## WORK TASK
Please give the number of lines in the records below that include "keyed", with no other output.
=== Begin Enclosure ===
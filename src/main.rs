use std::io::Read;
use std::path::{Path, PathBuf};

use clap::{Parser, Subcommand};
use serde_json::json;

use cordial::config::Config;
use cordial::models::{Profile, User};
use cordial::Session;

#[derive(Debug, Parser)]
#[command(name = "cordial", version, about = "Session bootstrap and CDN URL helper")]
struct Cli {
    #[command(subcommand)]
    command: Commands,
}

#[derive(Debug, Subcommand)]
enum Commands {
    /// Bootstrap a session and print its configuration (token redacted)
    Session {
        /// Token including its scheme, e.g. "Bot abc" (overrides DISCORD_TOKEN)
        #[arg(long)]
        token: Option<String>,

        #[arg(long)]
        shard_id: Option<u32>,

        #[arg(long)]
        shard_count: Option<u32>,
    },

    /// Resolve avatar and banner URLs for a user JSON document
    User {
        /// Path to the JSON file, or "-" for stdin
        input: PathBuf,

        /// Image size as a power of two; omitted when empty
        #[arg(long, default_value = "")]
        size: String,
    },

    /// Summarize a profile JSON document
    Profile {
        /// Path to the JSON file, or "-" for stdin
        input: PathBuf,

        #[arg(long, default_value = "")]
        size: String,
    },
}

fn main() {
    tracing_subscriber::fmt()
        .with_writer(std::io::stderr)
        .with_env_filter(
            tracing_subscriber::EnvFilter::try_from_default_env()
                .unwrap_or_else(|_| "cordial=info".into()),
        )
        .init();

    let cli = Cli::parse();
    print_banner();

    if let Err(e) = run(cli.command) {
        eprintln!("{}", error_line(&e));
        std::process::exit(1);
    }
}

fn error_line(e: &cordial::Error) -> String {
    format!("  \x1b[31merror:\x1b[0m {e}")
}

fn print_banner() {
    let version = env!("CARGO_PKG_VERSION");
    let git_sha = env!("GIT_SHA");

    eprintln!();
    eprintln!("  \x1b[1;36mcordial\x1b[0m \x1b[2mv{version} ({git_sha})\x1b[0m");
    eprintln!();
}

fn run(command: Commands) -> cordial::Result<()> {
    match command {
        Commands::Session {
            token,
            shard_id,
            shard_count,
        } => {
            let mut config = Config::from_env();
            if token.is_some() {
                config.token = token;
            }
            if let Some(id) = shard_id {
                config.shard_id = id;
            }
            if let Some(count) = shard_count {
                config.shard_count = count.max(1);
            }
            let session = config.bootstrap()?;
            print_json(&session_summary(&session))
        }
        Commands::User { input, size } => {
            let user: User = serde_json::from_str(&read_input(&input)?)?;
            print_json(&user_summary(&user, &size))
        }
        Commands::Profile { input, size } => {
            let profile: Profile = serde_json::from_str(&read_input(&input)?)?;
            let connections: Vec<_> = profile
                .connections
                .iter()
                .map(|c| json!({ "type": c.connection_type, "name": c.name, "verified": c.verified }))
                .collect();
            print_json(&json!({
                "user": user_summary(&profile.user, &size),
                "connections": connections,
                "mutual_guilds": profile.mutual_guilds.len(),
                "premium_since": profile.premium_since,
                "boosting_since": profile.boosting_since,
            }))
        }
    }
}

fn session_summary(session: &Session) -> serde_json::Value {
    let mut identify = session.identify.clone();
    identify.token = "<redacted>".to_string();
    json!({
        "token": "<redacted>",
        "state_enabled": session.state_enabled,
        "compress": session.compress,
        "should_reconnect_on_error": session.should_reconnect_on_error,
        "should_retry_on_rate_limit": session.should_retry_on_rate_limit,
        "shard_id": session.shard_id,
        "shard_count": session.shard_count,
        "max_rest_retries": session.max_rest_retries,
        "transport_timeout_secs": session.transport_timeout().as_secs(),
        "user_agent": session.user_agent,
        "last_heartbeat_ack": session.last_heartbeat_ack,
        "identify": identify,
    })
}

#[allow(deprecated)]
fn user_summary(user: &User, size: &str) -> serde_json::Value {
    json!({
        "id": user.id,
        "username": user.username,
        "display_name": user.display_name,
        "label": user.display_label(),
        "mention": user.mention(),
        "avatar_url": user.avatar_url(size),
        "banner_url": user.banner_url(size),
    })
}

fn read_input(path: &Path) -> cordial::Result<String> {
    if path.as_os_str() == "-" {
        let mut buf = String::new();
        std::io::stdin().read_to_string(&mut buf)?;
        Ok(buf)
    } else {
        Ok(std::fs::read_to_string(path)?)
    }
}

fn print_json(value: &serde_json::Value) -> cordial::Result<()> {
    println!("{}", serde_json::to_string_pretty(value)?);
    Ok(())
}
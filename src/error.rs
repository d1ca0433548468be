use thiserror::Error;

#[derive(Debug, Error)]
pub enum Error {
    /// The transport client could not be initialized while bootstrapping a session.
    #[error("failed to build HTTP client: {0}")]
    HttpClient(#[from] reqwest::Error),

    #[error("invalid JSON: {0}")]
    Json(#[from] serde_json::Error),

    #[error("I/O error: {0}")]
    Io(#[from] std::io::Error),

    #[error("no token configured (set DISCORD_TOKEN or pass --token)")]
    MissingToken,
}

pub type Result<T> = std::result::Result<T, Error>;
//! Raw URL templates for platform CDN resources.
//!
//! These only build strings. Choosing between them (default vs static vs
//! animated) is done by [`crate::cdn::resolve_url`].

pub const CDN: &str = "https://cdn.discordapp.com/";
pub const CDN_AVATARS: &str = "https://cdn.discordapp.com/avatars/";
pub const CDN_BANNERS: &str = "https://cdn.discordapp.com/banners/";

/// Number of built-in default avatars keyed by legacy discriminator.
const DEFAULT_AVATAR_COUNT: i64 = 5;

/// Default avatar for a user without a custom one, keyed by the legacy
/// discriminator. A discriminator that isn't a number maps to avatar 0.
pub fn default_user_avatar(discriminator: &str) -> String {
    let index = discriminator
        .parse::<i64>()
        .unwrap_or(0)
        .rem_euclid(DEFAULT_AVATAR_COUNT);
    format!("{CDN}embed/avatars/{index}.png")
}

pub fn user_avatar(user_id: &str, hash: &str) -> String {
    format!("{CDN_AVATARS}{user_id}/{hash}.png")
}

pub fn user_avatar_animated(user_id: &str, hash: &str) -> String {
    format!("{CDN_AVATARS}{user_id}/{hash}.gif")
}

pub fn user_banner(user_id: &str, hash: &str) -> String {
    format!("{CDN_BANNERS}{user_id}/{hash}.png")
}

pub fn user_banner_animated(user_id: &str, hash: &str) -> String {
    format!("{CDN_BANNERS}{user_id}/{hash}.gif")
}
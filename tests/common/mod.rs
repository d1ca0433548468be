#![allow(dead_code)]

use cordial::models::{Profile, User};
use serde_json::json;

/// Snowflake used for the fixture user.
pub const USER_ID: &str = "123456789012345678";

/// A user payload as the API would return it, with optional resource hashes.
pub fn user_json(avatar: Option<&str>, banner: Option<&str>) -> serde_json::Value {
    json!({
        "id": USER_ID,
        "username": "Ada",
        "global_name": "Ada Lovelace",
        "discriminator": "0001",
        "avatar": avatar,
        "banner": banner,
        "banner_color": "#112233",
        "accent_color": 1122867,
        "locale": "en-GB",
        "bot": false,
        "system": false,
        "public_flags": 64,
        "premium_type": 1,
    })
}

pub fn user(avatar: Option<&str>, banner: Option<&str>) -> User {
    serde_json::from_value(user_json(avatar, banner)).expect("fixture user should decode")
}

pub fn profile() -> Profile {
    serde_json::from_value(json!({
        "user": user_json(Some("a_0123abcd"), Some("feedface")),
        "connections": [
            { "id": "1", "name": "ada", "type": "github", "verified": true, "integrations": [] }
        ],
        "premium_since": "2023-01-01T00:00:00Z",
        "premium_guild_since": "2023-06-01T12:00:00Z",
        "mutual_guilds": [{ "id": "99", "nick": "countess" }],
        "user_profile": { "theme_colors": [1, 2] }
    }))
    .expect("fixture profile should decode")
}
=== End Enclosure ===
## ANSWER TO THE PROBLEM
2